The Ones Who Live
Antiquarian, author, and activist Gregory Gibson on his journey out of “an unspeakable place of chaos and death.”
“Before I can tell my life what I want to do with it, I must listen to my life telling me who I am.” —Parker Palmer
The close-knit Gloucester community of Lanesville is a town within a town, with some of its most notable clans dating back several generations. Not long ago, you could get all your needs met within one three-quarter-mile stretch of Langsford Street, where Gregory Gibson lives with his family. He points out his window to where there used to be a gas station, a butcher shop, a general market and a trolley that connected to the center of town — now mere memories of a simpler time.
Originally from Athol, Gibson first stumbled on Cape Ann during a college fishing trip with a friend in 1967. He explains: “We’re driving along Route 133 into Gloucester Harbor. As I’m looking out at the landscape, it’s like this religious experience, and I understand that this is where I’m going to spend the rest of my life.”
Gibson settled permanently in Gloucester in 1971 after a stint in the Navy. He would go on to meet his wife here, raise three children in the Gloucester school system and open an antiquarian bookstore in 1976 that survives to this day.
Ten Pound Island Book Company was named after the granite outcropping in the middle of Gloucester Harbor, home to little more than a lighthouse and a bevy of gulls. Gibson sells books about Cape Ann geography and history, but he specializes in “old, rare and out-of-print books, manuscripts and charts pertaining to the sea.” His principal clients are research libraries and academic institutions that have a vested interest in preserving and analyzing historical texts.
Gibson sums up his business model in one sentence: “I buy things that don’t exist and I sell them to people who don’t know they want them.”
He is sort of a literary archaeologist in this way, uncovering one-of-a kind compositions — war diaries, for example, or your great-grandfather’s journal of his voyage to the U.S. from Europe.
“But before I found it in your attic, for all intents and purposes, it didn’t exist,” he says. “Then I call up the librarian at the Schlesinger [Library at Radcliffe in Cambridge] and say, ‘I think I’ve got something you’re going to like.’ And before I called her, she didn’t know she wanted it.”

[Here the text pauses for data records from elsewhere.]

//! Helpers shared by the tests.

use std::cell::RefCell;
use std::env;
use std::fs;
use std::path::PathBuf;
use std::process;
use std::sync::atomic::{AtomicUsize, Ordering};

use image::RgbaImage;

use crate::model::Color;
use super::text::{paint, TextBox, Typeface};


/// Create an empty scratch directory for a test.
pub fn scratch_dir(name: &str) -> PathBuf {
    static COUNTER: AtomicUsize = AtomicUsize::new(0);
    let dir = env::temp_dir().join(format!("meme-overlay-{}-{}-{}",
        process::id(), name, COUNTER.fetch_add(1, Ordering::SeqCst)));
    if dir.exists() {
        fs::remove_dir_all(&dir).unwrap();
    }
    fs::create_dir_all(&dir).unwrap();
    dir
}


/// A single `Typeface::draw_line` call.
#[derive(Clone, Debug, PartialEq)]
pub struct Draw {
    pub origin: (i32, i32),
    pub line: String,
    pub size: u32,
    pub color: Color,
}

/// Monospaced typeface where every glyph is a solid block.
///
/// Blocks are half as wide as the font size and exactly as tall,
/// and spaces leave no ink. All drawing calls are recorded.
#[derive(Debug, Default)]
pub struct Blocks {
    pub draws: RefCell<Vec<Draw>>,
}

impl Blocks {
    pub fn new() -> Self {
        Blocks::default()
    }

    #[inline]
    pub fn advance(size: u32) -> i32 {
        (size / 2) as i32
    }

    pub fn draws(&self) -> Vec<Draw> {
        self.draws.borrow().clone()
    }
}

impl Typeface for Blocks {
    fn line_box(&self, line: &str, size: u32) -> TextBox {
        let width = line.chars().count() as i32 * Self::advance(size);
        let has_ink = line.chars().any(|c| !c.is_whitespace());
        TextBox{left: 0, top: 0, right: width, bottom: if has_ink { size as i32 } else { 0 }}
    }

    fn draw_line(&self, layer: &mut RgbaImage, origin: (i32, i32),
                 line: &str, size: u32, color: Color) {
        self.draws.borrow_mut().push(Draw{origin, line: line.to_owned(), size, color});

        let advance = Self::advance(size);
        for (i, c) in line.chars().enumerate() {
            if c.is_whitespace() {
                continue;
            }
            let left = origin.0 + i as i32 * advance;
            for y in origin.1..origin.1 + size as i32 {
                for x in left..left + advance {
                    paint(layer, x, y, color, 1.0);
                }
            }
        }
    }
}
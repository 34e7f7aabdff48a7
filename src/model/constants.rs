//! Module defining constants relevant to the data model.

use super::types::{Color, HAlign, VAlign};


/// Default color of the text.
pub const DEFAULT_COLOR: Color = Color(0xff, 0xff, 0xff, 0xff);
/// Default color of the text outline.
pub const DEFAULT_OUTLINE_COLOR: Color = Color(0x0, 0x0, 0x0, 0xff);

/// Default width of the text outline, in pixels.
pub const DEFAULT_OUTLINE_WIDTH: u32 = 2;

/// Default horizontal alignment of text.
pub const DEFAULT_HALIGN: HAlign = HAlign::Center;
/// Default vertical alignment of text.
pub const DEFAULT_VALIGN: VAlign = VAlign::Bottom;

/// Default font size that the text starts out at before it's shrunk to fit.
pub const DEFAULT_MAX_FONT_SIZE: u32 = 128;
/// Default padding between the image edges and the text, in pixels.
pub const DEFAULT_PADDING: u32 = 20;
/// Default maximum height of the whole text block, in pixels.
pub const DEFAULT_MAX_TEXT_HEIGHT: u32 = 128;


/// Smallest font size the text can be shrunk to.
pub const MIN_FONT_SIZE: u32 = 1;
/// Largest font size that can be requested.
pub const MAX_FONT_SIZE: u32 = 9999;

/// Maximum width of the text outline.
///
/// The outline is drawn by stamping the text (2w+1)^2 - 1 times,
/// so this needs to stay small.
pub const MAX_OUTLINE_WIDTH: u32 = 10;

/// Maximum padding on any side of the image.
pub const MAX_PADDING: u32 = 9999;

/// Maximum height of the text block.
pub const MAX_TEXT_HEIGHT: u32 = 9999;
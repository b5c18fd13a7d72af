//! Dashboard configuration.
//!
//! Settings live in `macrodash.json` in the working directory, or wherever
//! `MACRODASH_CONFIG` points. Partial files are fine: anything unspecified
//! falls back to the defaults below. `MACRODASH_DATA` overrides the dataset
//! path without touching the file.

use std::path::{Path, PathBuf};

use anyhow::{Context, Result};
use serde::{Deserialize, Serialize};

use crate::data::Indicator;

pub const CONFIG_FILE: &str = "macrodash.json";
pub const CONFIG_ENV: &str = "MACRODASH_CONFIG";
pub const DATA_ENV: &str = "MACRODASH_DATA";

/// Startup settings for the dashboard window and its default selections.
#[derive(Debug, Clone, PartialEq, Serialize, Deserialize)]
#[serde(default)]
pub struct DashboardConfig {
    /// Dataset loaded at startup.
    pub data_path: PathBuf,

    /// Indicators pre-selected on the comparison page, by header name.
    pub default_indicators: Vec<String>,

    /// Default scatter axes, by header name.
    pub scatter_x: String,
    pub scatter_y: String,

    pub window_width: f32,
    pub window_height: f32,
}

impl Default for DashboardConfig {
    fn default() -> Self {
        Self {
            data_path: PathBuf::from("world_bank_data_2025.csv"),
            default_indicators: vec![
                Indicator::Gdp.name().to_string(),
                Indicator::InflationCpi.name().to_string(),
                Indicator::UnemploymentRate.name().to_string(),
            ],
            scatter_x: Indicator::InflationCpi.name().to_string(),
            scatter_y: Indicator::Gdp.name().to_string(),
            window_width: 1280.0,
            window_height: 820.0,
        }
    }
}

impl DashboardConfig {
    /// Load from `MACRODASH_CONFIG` or `./macrodash.json`, then apply
    /// `MACRODASH_DATA`. A missing file yields the defaults.
    pub fn load() -> Result<Self> {
        let path = std::env::var_os(CONFIG_ENV)
            .map(PathBuf::from)
            .unwrap_or_else(|| PathBuf::from(CONFIG_FILE));

        let mut config = if path.exists() {
            Self::load_from(&path)?
        } else {
            log::debug!("No config at {}, using defaults", path.display());
            Self::default()
        };

        if let Some(data) = std::env::var_os(DATA_ENV) {
            config.data_path = PathBuf::from(data);
        }
        Ok(config)
    }

    /// Load configuration from a specific path.
    pub fn load_from(path: &Path) -> Result<Self> {
        let contents = std::fs::read_to_string(path)
            .with_context(|| format!("reading config {}", path.display()))?;
        let config: Self = serde_json::from_str(&contents)
            .with_context(|| format!("parsing config {}", path.display()))?;
        Ok(config)
    }

    /// Configured default indicators that name a known indicator.
    /// Unknown names are logged and skipped.
    pub fn indicators(&self) -> Vec<Indicator> {
        self.default_indicators
            .iter()
            .filter_map(|name| parse_or_warn(name))
            .collect()
    }

    /// Configured scatter axes, falling back to the defaults for bad names.
    pub fn scatter_axes(&self) -> (Indicator, Indicator) {
        (
            parse_or_warn(&self.scatter_x).unwrap_or(Indicator::InflationCpi),
            parse_or_warn(&self.scatter_y).unwrap_or(Indicator::Gdp),
        )
    }
}

fn parse_or_warn(name: &str) -> Option<Indicator> {
    match name.parse() {
        Ok(ind) => Some(ind),
        Err(e) => {
            log::warn!("Ignoring config entry: {e}");
            None
        }
    }
}

#[cfg(test)]
mod tests {
    use std::io::Write;

    use super::*;

    #[test]
    fn partial_file_keeps_defaults() {
        let mut file = tempfile::NamedTempFile::new().unwrap();
        write!(file, r#"{{ "data_path": "other.csv" }}"#).unwrap();

        let config = DashboardConfig::load_from(file.path()).unwrap();
        assert_eq!(config.data_path, PathBuf::from("other.csv"));
        assert_eq!(config.default_indicators, DashboardConfig::default().default_indicators);
        assert_eq!(config.window_width, 1280.0);
    }

    #[test]
    fn unknown_indicator_names_are_skipped() {
        let config = DashboardConfig {
            default_indicators: vec![
                "Public Debt (% of GDP)".into(),
                "Happiness Index".into(),
            ],
            scatter_x: "nope".into(),
            ..DashboardConfig::default()
        };
        assert_eq!(config.indicators(), vec![Indicator::PublicDebt]);
        assert_eq!(config.scatter_axes(), (Indicator::InflationCpi, Indicator::Gdp));
    }

    #[test]
    fn malformed_file_is_an_error() {
        let mut file = tempfile::NamedTempFile::new().unwrap();
        write!(file, "not json").unwrap();
        assert!(DashboardConfig::load_from(file.path()).is_err());
    }
}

Among Gibson’s most notable acquisitions was a series of diaries written by a friend of Hannah Jumper, the woman associated with the Rockport temperance group in the mid 1800s. He also discovered an illustrated logbook of an American ship selling opium in China in the 1830s when the sale of opium was a highly discreet business. Gibson’s most valuable procurement to date was the travel writings of a cook working for Victorian artist Sir William Beechey during a round-the-world trip; it sold to a private institution in Great Britain for hundreds of thousands of dollars.

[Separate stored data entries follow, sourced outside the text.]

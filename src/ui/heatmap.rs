use eframe::egui::{self, Align2, Color32, FontId, Sense, Ui, vec2};

use macro_dash::color;
use macro_dash::data::query::CorrelationMatrix;

use crate::state::AppState;

const CELL: f32 = 46.0;

// ---------------------------------------------------------------------------
// Correlation heatmap (central panel)
// ---------------------------------------------------------------------------

pub fn heatmap_page(ui: &mut Ui, state: &AppState) {
    ui.heading(format!("📊 Correlation Heatmap – {}", state.country1));

    let Some(matrix) = state.heatmap() else {
        return;
    };
    if matrix.size() == 0 {
        ui.label("No indicator columns in the loaded dataset.");
        return;
    }

    egui::ScrollArea::both()
        .auto_shrink([false, false])
        .show(ui, |ui: &mut Ui| heatmap_grid(ui, &matrix));
}

/// Rows labelled with the full indicator name, columns with its number.
fn heatmap_grid(ui: &mut Ui, matrix: &CorrelationMatrix) {
    egui::Grid::new("correlation_grid")
        .spacing(vec2(2.0, 2.0))
        .show(ui, |ui: &mut Ui| {
            ui.label("");
            for col in 0..matrix.size() {
                ui.vertical_centered(|ui: &mut Ui| {
                    ui.strong((col + 1).to_string())
                        .on_hover_text(matrix.indicators[col].name());
                });
            }
            ui.end_row();

            for row in 0..matrix.size() {
                ui.label(format!("{}. {}", row + 1, matrix.indicators[row]));
                for col in 0..matrix.size() {
                    cell(ui, matrix, row, col);
                }
                ui.end_row();
            }
        });
}

fn cell(ui: &mut Ui, matrix: &CorrelationMatrix, row: usize, col: usize) {
    let value = matrix.at(row, col);
    let (rect, response) = ui.allocate_exact_size(vec2(CELL, CELL * 0.6), Sense::hover());
    let fill = color::diverging(value);
    ui.painter().rect_filled(rect, 2.0, fill);

    let text = if value.is_nan() {
        String::from("–")
    } else {
        format!("{value:.2}")
    };
    let ink = if fill.r() as u32 + fill.g() as u32 + fill.b() as u32 > 400 {
        Color32::BLACK
    } else {
        Color32::WHITE
    };
    ui.painter()
        .text(rect.center(), Align2::CENTER_CENTER, text, FontId::monospace(11.0), ink);

    response.on_hover_text(format!(
        "{} × {}",
        matrix.indicators[row], matrix.indicators[col]
    ));
}
// ---------------------------------------------------------------------------
// Latest-year difference
// ---------------------------------------------------------------------------

/// Both countries' values in the dataset's latest year, and their difference.
#[derive(Debug, Clone, PartialEq)]
pub struct LatestDifference {
    pub year: i32,
    pub indicator: Indicator,
    pub country_a: String,
    pub country_b: String,
    pub value_a: f64,
    pub value_b: f64,
    /// `value_a - value_b`, rounded to two decimals.
    pub diff: f64,
}

/// Round to two decimals, exact ties to even. Symmetric around zero.
pub fn round2(value: f64) -> f64 {
    (value * 100.0).round_ties_even() / 100.0
}

/// Compare two countries on `indicator` in the latest year of `dataset`.
///
/// The latest year is taken over the whole dataset, not per country, so a
/// country with no row in that year yields [`QueryMiss::MissingValue`].
pub fn latest_year_difference(
    dataset: &Dataset,
    country_a: &str,
    country_b: &str,
    indicator: Indicator,
) -> Result<LatestDifference, QueryMiss> {
    let (_, year) = year_span(dataset).ok_or(QueryMiss::InsufficientData)?;

    let value_at = |country: &str| {
        rows_for(dataset, country)
            .find(|obs| obs.year == year)
            .and_then(|obs| obs.get(indicator))
            .ok_or_else(|| QueryMiss::MissingValue {
                country: country.to_string(),
                year,
                indicator,
            })
    };

    let value_a = value_at(country_a)?;
    let value_b = value_at(country_b)?;
    let diff = round2(value_a - value_b);

    log::debug!("{indicator} {year}: {country_a}={value_a} {country_b}={value_b} diff={diff}");

    Ok(LatestDifference {
        year,
        indicator,
        country_a: country_a.to_string(),
        country_b: country_b.to_string(),
        value_a,
        value_b,
        diff,
    })
}

// ---------------------------------------------------------------------------
// Correlation matrix
// ---------------------------------------------------------------------------

/// Square, symmetric matrix of Pearson coefficients, row-major.
#[derive(Debug, Clone, PartialEq)]
pub struct CorrelationMatrix {
    pub indicators: Vec<Indicator>,
    values: Vec<f64>,
}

Gibson is attracted to the singularity of his treasures, “written for a very specific purpose about a very specific thing at a very specific period in history.” His merchandise is virtually without competition. The current catalog includes a James Fenimore Cooper first printing of a book about the lives of naval officers, receipts for guano from the Pacific Guano Company and a poem by an American prisoner during the War of 1812.

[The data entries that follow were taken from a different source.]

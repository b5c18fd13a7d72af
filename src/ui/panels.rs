use eframe::egui::{self, Color32, RichText, ScrollArea, Ui};

use macro_dash::data::Indicator;

use crate::state::{AppState, Section};

// ---------------------------------------------------------------------------
// Left side panel – section and selection widgets
// ---------------------------------------------------------------------------

/// Render the left control panel.
pub fn side_panel(ui: &mut Ui, state: &mut AppState) {
    ui.heading("🌍 Macro Dashboard");
    ui.separator();

    if state.dataset.is_none() {
        ui.label("No dataset loaded.");
        return;
    }

    ScrollArea::vertical()
        .auto_shrink([false, false])
        .show(ui, |ui: &mut Ui| {
            ui.strong("Select Analysis Section");
            for section in Section::ALL {
                ui.radio_value(&mut state.section, section, section.label());
            }
            ui.separator();

            // Clone so the combo boxes can mutate state while iterating.
            let countries = state.countries.clone();
            country_combo(ui, "country1", "Select Country 1", &countries, &mut state.country1);
            country_combo(ui, "country2", "Select Country 2", &countries, &mut state.country2);
            ui.separator();

            match state.section {
                Section::Compare => compare_controls(ui, state),
                Section::Scatter => scatter_controls(ui, state),
                Section::Correlation => {}
            }
        });
}

fn country_combo(ui: &mut Ui, id: &str, label: &str, countries: &[String], current: &mut String) {
    ui.label(label);
    egui::ComboBox::from_id_salt(id)
        .selected_text(current.as_str())
        .width(ui.available_width())
        .show_ui(ui, |ui: &mut Ui| {
            for country in countries {
                ui.selectable_value(current, country.clone(), country.as_str());
            }
        });
}

fn compare_controls(ui: &mut Ui, state: &mut AppState) {
    if let Some((min, max)) = state.year_span {
        ui.strong("Years");
        let (first, last) = &mut state.year_range;
        ui.add(egui::Slider::new(first, min..=max).text("from"));
        ui.add(egui::Slider::new(last, min..=max).text("to"));
        if *first > *last {
            std::mem::swap(first, last);
        }
        ui.separator();
    }

    ui.strong("Select indicators to compare");
    let available = state
        .dataset
        .as_ref()
        .map(|ds| ds.schema.indicators())
        .unwrap_or_default();
    for indicator in available {
        let mut checked = state.indicators.contains(&indicator);
        if ui.checkbox(&mut checked, indicator.name()).changed() {
            state.toggle_indicator(indicator);
        }
    }
}

fn scatter_controls(ui: &mut Ui, state: &mut AppState) {
    let available = state
        .dataset
        .as_ref()
        .map(|ds| ds.schema.indicators())
        .unwrap_or_default();
    indicator_combo(ui, "scatter_x", "X-axis Indicator", &available, &mut state.scatter_x);
    indicator_combo(ui, "scatter_y", "Y-axis Indicator", &available, &mut state.scatter_y);
}

fn indicator_combo(
    ui: &mut Ui,
    id: &str,
    label: &str,
    available: &[Indicator],
    current: &mut Indicator,
) {
    ui.label(label);
    egui::ComboBox::from_id_salt(id)
        .selected_text(current.name())
        .width(ui.available_width())
        .show_ui(ui, |ui: &mut Ui| {
            for &indicator in available {
                ui.selectable_value(current, indicator, indicator.name());
            }
        });
}

// ---------------------------------------------------------------------------
// Top bar
// ---------------------------------------------------------------------------

/// Render the top menu / toolbar.
pub fn top_bar(ui: &mut Ui, state: &mut AppState) {
    egui::menu::bar(ui, |ui: &mut Ui| {
        ui.menu_button("File", |ui: &mut Ui| {
            // The dataset is fixed for the session once loaded.
            let enabled = state.dataset.is_none();
            if ui.add_enabled(enabled, egui::Button::new("Open…")).clicked() {
                open_file_dialog(state);
                ui.close_menu();
            }
        });

        ui.separator();

        if let Some(ds) = &state.dataset {
            ui.label(format!(
                "{} observations, {} countries",
                ds.len(),
                state.countries.len()
            ));
        }

        if let Some(msg) = &state.status_message {
            ui.separator();
            ui.label(RichText::new(msg).color(Color32::RED));
        }
    });
}

// ---------------------------------------------------------------------------
// Startup load and file dialog
// ---------------------------------------------------------------------------

/// Load the configured dataset; on failure leave a status message so the
/// user can pick a file instead.
pub fn load_configured(state: &mut AppState) {
    let path = state.config.data_path.clone();
    load_path(state, &path);
}

pub fn open_file_dialog(state: &mut AppState) {
    let file = rfd::FileDialog::new()
        .set_title("Open indicator data")
        .add_filter("Supported files", &["csv", "parquet", "pq", "json"])
        .add_filter("CSV", &["csv"])
        .add_filter("Parquet", &["parquet", "pq"])
        .add_filter("JSON", &["json"])
        .pick_file();

    if let Some(path) = file {
        load_path(state, &path);
    }
}

fn load_path(state: &mut AppState, path: &std::path::Path) {
    match macro_dash::data::loader::load_file(path) {
        Ok(dataset) => {
            log::info!(
                "Loaded {} with {} observations",
                path.display(),
                dataset.len()
            );
            state.set_dataset(dataset);
        }
        Err(e) => {
            log::error!("Failed to load file: {e:#}");
            state.status_message = Some(format!("Error: {e:#}"));
        }
    }
}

After bouncing around to six different retail locations throughout Gloucester, Gibson gradually shuttered his storefront and moved his wares online. While still a regular exhibitor at antiquarian book fairs in America and Europe, what remains of Ten Pound Island Book Company is a few floor-to-ceiling shelves in a hallway in his Lanesville home.
But as his ambition in the rare book world diminishes, Gibson finds himself devoting more and more time to a cause that is near and dear to his heart: gun violence prevention.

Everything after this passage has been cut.